On the heels of Hawaiʻiʻs ban, just yesterday, the 9th Circuit Court of Appeals ruled that the EPA must finalize its own proposed ban on chlorpyrifos based on undisputed findings that the pesticide is unsafe for public health, particularly children and farmworkers.
According to the Earthjustice press release: “The court ruling details EPA’s long, illegal delay in acting to ban chlorpyrifos, even after the science clearly showed the harm and risks to children’s health.”
Check out the full press release from Earthjustice, and recent coverage in the New York Times.
Monsanto Ordered to Pay $289 Million in Roundup Cancer Trial
Then today, just one day after the 9th Circuit ruling, a California court ruled Monsanto liable in a lawsuit filed by a school groundskeeper who said the company’s weedkillers, including Roundup, caused his cancer.
Brent Wisner, a lawyer for Mr. Johnson, said in a statement that jurors had seen for the first time internal company documents “proving that Monsanto has known for decades that glyphosate and specifically Roundup could cause cancer.”
Read the New York Times coverage here.
What’s the Common Denominator? Failure of Regulators to Protect Us.
What do both of these cases have in common?

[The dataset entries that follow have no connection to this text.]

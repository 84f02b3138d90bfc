//! Dependency ordering.
//!
//! The resolver places every dependency strictly before its dependents. It
//! walks depth-first in insertion order, so two plugins with no ordering
//! constraint between them keep the order they were discovered in. A cycle or
//! a reference to an unknown id invalidates the whole set.

use std::collections::HashMap;

use tracing::{debug, trace, warn};

use crate::error::{PluginError, PluginResult};
use crate::manifest::PluginDescriptor;
use crate::plugin::PluginId;

/// Collects discovered manifests and orders them by dependency.
#[derive(Debug, Clone)]
pub struct DependencyResolver<M> {
    found: Vec<M>,
    index: HashMap<PluginId, usize>,
}

impl<M> Default for DependencyResolver<M> {
    fn default() -> Self {
        Self {
            found: Vec::new(),
            index: HashMap::new(),
        }
    }
}

impl<M: PluginDescriptor> DependencyResolver<M> {
    /// Create an empty resolver.
    #[must_use]
    pub fn new() -> Self {
        Self::default()
    }

    /// A resolver over `found`, keeping only the `active` ids when given.
    ///
    /// Active ids that are not in `found` are logged and otherwise ignored.
    #[must_use]
    pub fn from_active(found: impl IntoIterator<Item = M>, active: Option<&[PluginId]>) -> Self {
        let mut resolver = Self::new();
        for manifest in found {
            if active.is_none_or(|ids| ids.contains(manifest.id())) {
                resolver.add_found_plugin(manifest);
            }
        }
        if let Some(active) = active {
            for id in active.iter().filter(|id| !resolver.index.contains_key(*id)) {
                warn!(plugin_id = %id, "Active plugin was not found");
            }
            debug!(count = resolver.len(), "Filtered by activation list");
        }
        resolver
    }

    /// Add a discovered manifest.
    ///
    /// Adding an id that is already present is a no-op. Returns whether the
    /// manifest was added.
    pub fn add_found_plugin(&mut self, manifest: M) -> bool {
        let id = manifest.id().clone();
        if self.index.contains_key(&id) {
            debug!(plugin_id = %id, "Plugin already found, ignoring duplicate");
            return false;
        }
        self.index.insert(id, self.found.len());
        self.found.push(manifest);
        true
    }

    /// Manifests in the order they were added.
    #[must_use]
    pub fn found_plugins(&self) -> &[M] {
        &self.found
    }

    /// Number of distinct manifests found.
    #[must_use]
    pub fn len(&self) -> usize {
        self.found.len()
    }

    /// Whether nothing has been added.
    #[must_use]
    pub fn is_empty(&self) -> bool {
        self.found.is_empty()
    }

    /// Order the found manifests so dependencies come first.
    ///
    /// Each call starts from scratch, so the resolver can be re-run after more
    /// manifests were added.
    ///
    /// # Errors
    ///
    /// Returns [`PluginError::CircularDependency`] if the manifests form a
    /// cycle, or [`PluginError::DependencyNotFound`] if one depends on an id
    /// that was never added. No partial order is returned in either case.
    pub fn resolve_plugins(&self) -> PluginResult<Vec<M>>
    where
        M: Clone,
    {
        let mut walk = Walk {
            resolver: self,
            placed: vec![false; self.found.len()],
            resolving: Vec::new(),
            ordered: Vec::with_capacity(self.found.len()),
        };

        for (idx, manifest) in self.found.iter().enumerate() {
            if walk.placed[idx] {
                continue;
            }
            if manifest.depends_on().is_empty() {
                walk.place(idx);
                continue;
            }
            walk.visit(idx)?;
        }

        Ok(walk
            .ordered
            .into_iter()
            .map(|idx| self.found[idx].clone())
            .collect())
    }
}

struct Walk<'a, M> {
    resolver: &'a DependencyResolver<M>,
    placed: Vec<bool>,
    resolving: Vec<usize>,
    ordered: Vec<usize>,
}

impl<M: PluginDescriptor> Walk<'_, M> {
    fn place(&mut self, idx: usize) {
        trace!(plugin_id = %self.resolver.found[idx].id(), "Placed plugin");
        self.placed[idx] = true;
        self.ordered.push(idx);
    }

    fn visit(&mut self, idx: usize) -> PluginResult<()> {
        let resolver = self.resolver;
        let found = &resolver.found;

        if let Some(start) = self.resolving.iter().position(|&i| i == idx) {
            let chain = self.resolving[start..]
                .iter()
                .chain(std::iter::once(&idx))
                .map(|&i| found[i].id().clone())
                .collect();
            return Err(PluginError::CircularDependency { chain });
        }

        self.resolving.push(idx);

        let manifest = &found[idx];
        for dependency in manifest.depends_on() {
            let Some(&dep_idx) = resolver.index.get(dependency) else {
                return Err(PluginError::DependencyNotFound {
                    plugin: manifest.id().clone(),
                    dependency: dependency.clone(),
                });
            };
            if self.placed[dep_idx] {
                continue;
            }
            self.visit(dep_idx)?;
        }

        self.place(idx);
        self.resolving.pop();
        Ok(())
    }
}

Both demonstrate the utter failure of the EPA’s regulatory framework to protect us. Both cases raise the question, how did these dangerous pesticides ever get approved to go to market in the first place?
Just last week, HawaiiSEED brought Dr. Jonathan Latham from the Bioscience Resource Project to Hawaiʻi to explore this very question. He discussed the findings of regulatory collusion, which are documented at length in the Poison Papers.

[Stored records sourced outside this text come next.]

//! On-disk plugin fixtures.

use std::collections::BTreeMap;
use std::path::{Path, PathBuf};

use serde_json::{Value, json};
use tempfile::TempDir;

use botvy_plugins::MANIFEST_FILE_NAME;

use crate::harness::temp_root;

/// Description of a plugin to write into a [`PluginDirBuilder`].
///
/// The entrypoint is always `main.toml`, a module stub naming [`export`]
/// (the plugin id unless overridden). Each binding export gets a stub under
/// `bindings/`.
///
/// [`export`]: PluginFixture::export
#[derive(Debug, Clone)]
pub struct PluginFixture {
    id: String,
    name: String,
    version: String,
    dir_name: String,
    export: String,
    depends_on: Vec<String>,
    bindings: Vec<String>,
    sections: BTreeMap<String, Vec<String>>,
    authors: Vec<Value>,
}

impl PluginFixture {
    /// A minimal valid plugin with id `id`.
    #[must_use]
    pub fn new(id: &str) -> Self {
        Self {
            id: id.to_string(),
            name: id.to_string(),
            version: "1.0.0".to_string(),
            dir_name: id.to_string(),
            export: id.to_string(),
            depends_on: Vec::new(),
            bindings: Vec::new(),
            sections: BTreeMap::new(),
            authors: Vec::new(),
        }
    }

    /// Display name.
    #[must_use]
    pub fn name(mut self, name: &str) -> Self {
        self.name = name.to_string();
        self
    }

    /// Version string, written as-is.
    #[must_use]
    pub fn version(mut self, version: &str) -> Self {
        self.version = version.to_string();
        self
    }

    /// Directory name under the plugins root.
    #[must_use]
    pub fn dir_name(mut self, dir_name: &str) -> Self {
        self.dir_name = dir_name.to_string();
        self
    }

    /// Export the entrypoint stub names.
    #[must_use]
    pub fn export(mut self, export: &str) -> Self {
        self.export = export.to_string();
        self
    }

    /// Plugin ids this plugin depends on.
    #[must_use]
    pub fn depends_on(mut self, ids: &[&str]) -> Self {
        self.depends_on = ids.iter().map(ToString::to_string).collect();
        self
    }

    /// Add a binding module stub naming `export`.
    #[must_use]
    pub fn binding(mut self, export: &str) -> Self {
        self.bindings.push(export.to_string());
        self
    }

    /// Add a UI contribution file under `section`.
    #[must_use]
    pub fn section(mut self, section: &str, path: &str) -> Self {
        self.sections
            .entry(section.to_string())
            .or_default()
            .push(path.to_string());
        self
    }

    /// Add an author.
    #[must_use]
    pub fn author(mut self, name: &str, email: Option<&str>) -> Self {
        let mut author = json!({ "name": name });
        if let Some(email) = email {
            author["email"] = json!(email);
        }
        self.authors.push(author);
        self
    }

    /// The plugin id.
    #[must_use]
    pub fn id(&self) -> &str {
        &self.id
    }

    fn binding_paths(&self) -> Vec<String> {
        (0..self.bindings.len())
            .map(|i| format!("bindings/{i}.toml"))
            .collect()
    }

    /// The `plugin.json` contents.
    #[must_use]
    pub fn manifest(&self) -> Value {
        json!({
            "id": self.id,
            "name": self.name,
            "version": self.version,
            "authors": self.authors,
            "dependsOn": self.depends_on,
            "entrypoint": "main.toml",
            "additionalContainerBindings": self.binding_paths(),
            "sectionComponents": self.sections,
        })
    }
}

/// A temporary plugins root directory.
#[derive(Debug)]
pub struct PluginDirBuilder {
    dir: TempDir,
}

impl PluginDirBuilder {
    /// Create an empty plugins root.
    #[must_use]
    pub fn new() -> Self {
        Self { dir: temp_root() }
    }

    /// The plugins root.
    #[must_use]
    pub fn path(&self) -> &Path {
        self.dir.path()
    }

    /// Write a plugin: manifest, entrypoint stub, binding stubs and section files.
    ///
    /// Returns the plugin directory.
    ///
    /// # Panics
    ///
    /// Panics if any file cannot be written.
    pub fn add(&self, fixture: &PluginFixture) -> PathBuf {
        let dir = self.add_manifest(&fixture.dir_name, &fixture.manifest());

        write_stub(&dir.join("main.toml"), &fixture.export);
        for (path, export) in fixture.binding_paths().iter().zip(&fixture.bindings) {
            write_stub(&dir.join(path), export);
        }
        for path in fixture.sections.values().flatten() {
            self.write(&dir.join(path), "");
        }
        dir
    }

    /// Write only a `plugin.json` with arbitrary contents.
    ///
    /// # Panics
    ///
    /// Panics if the file cannot be written.
    pub fn add_manifest(&self, dir_name: &str, manifest: &Value) -> PathBuf {
        let contents =
            serde_json::to_string_pretty(manifest).expect("Failed to serialize manifest");
        self.add_raw_manifest(dir_name, &contents)
    }

    /// Write a `plugin.json` with raw text, e.g. malformed JSON.
    ///
    /// # Panics
    ///
    /// Panics if the file cannot be written.
    pub fn add_raw_manifest(&self, dir_name: &str, contents: &str) -> PathBuf {
        let dir = self.dir.path().join(dir_name);
        self.write(&dir.join(MANIFEST_FILE_NAME), contents);
        dir
    }

    /// Create an empty subdirectory.
    ///
    /// # Panics
    ///
    /// Panics if the directory cannot be created.
    pub fn add_empty_dir(&self, dir_name: &str) -> PathBuf {
        let dir = self.dir.path().join(dir_name);
        std::fs::create_dir_all(&dir).expect("Failed to create directory");
        dir
    }

    /// Write a file, creating parent directories.
    ///
    /// # Panics
    ///
    /// Panics if the file cannot be written.
    pub fn write(&self, path: &Path, contents: &str) {
        if let Some(parent) = path.parent() {
            std::fs::create_dir_all(parent).expect("Failed to create parent directories");
        }
        std::fs::write(path, contents).expect("Failed to write file");
    }
}

impl Default for PluginDirBuilder {
    fn default() -> Self {
        Self::new()
    }
}

/// Write a module stub naming `export`.
///
/// # Panics
///
/// Panics if the file cannot be written.
pub fn write_stub(path: &Path, export: &str) {
    if let Some(parent) = path.parent() {
        std::fs::create_dir_all(parent).expect("Failed to create parent directories");
    }
    std::fs::write(path, format!("default = \"{export}\"\n")).expect("Failed to write stub");
}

According the Poison Papers website,“The ‘Poison Papers’ represent a vast trove of rediscovered chemical industry and regulatory agency documents and correspondence stretching back to the 1920s. Taken as a whole, the papers show that both industry and regulators understood the extraordinary toxicity of many chemical products and worked together to conceal this information from the public and the press.”
“Corporate concealment is not a new story. What is novel in the Poison Papers is abundant evidence that EPA and other regulators were, often, knowing participants or even primary instigators of these cover-ups. These regulators failed to inform the public of the hazards of dioxins and other chemicals; of evidence of fraudulent independent testing; even of one instance of widespread human exposure. The papers thus reveal, in the often-incriminating words of the participants themselves, an elaborate universe of deception and deceit surrounding many pesticides and synthetic chemicals.”
The Poison Papers are a project of the The Bioscience Resource Project and Center for Media and Democracy.
What Can You Do?
Hawaiʻi’s chlorpyrifos ban and the court rulings this week remind us that communities can fight back and win.
But we cannot take our foot off the pedal.
We need to continue to work all avenues to reverse the status quo of corporate control over our food systems and regulators. We need to rally in the streets, to grow our own food, to support local farmers, to testify in county council chambers, at the state legislature, to support the public interest law firms that hold the agrochemical industry and regulators accountable, and more…
But tomorrow Hawaiʻi, WE NEED TO VOTE. Imagine what could be possible if we had the political will to prioritize the protection of our communities over corporate profit. Vote your values.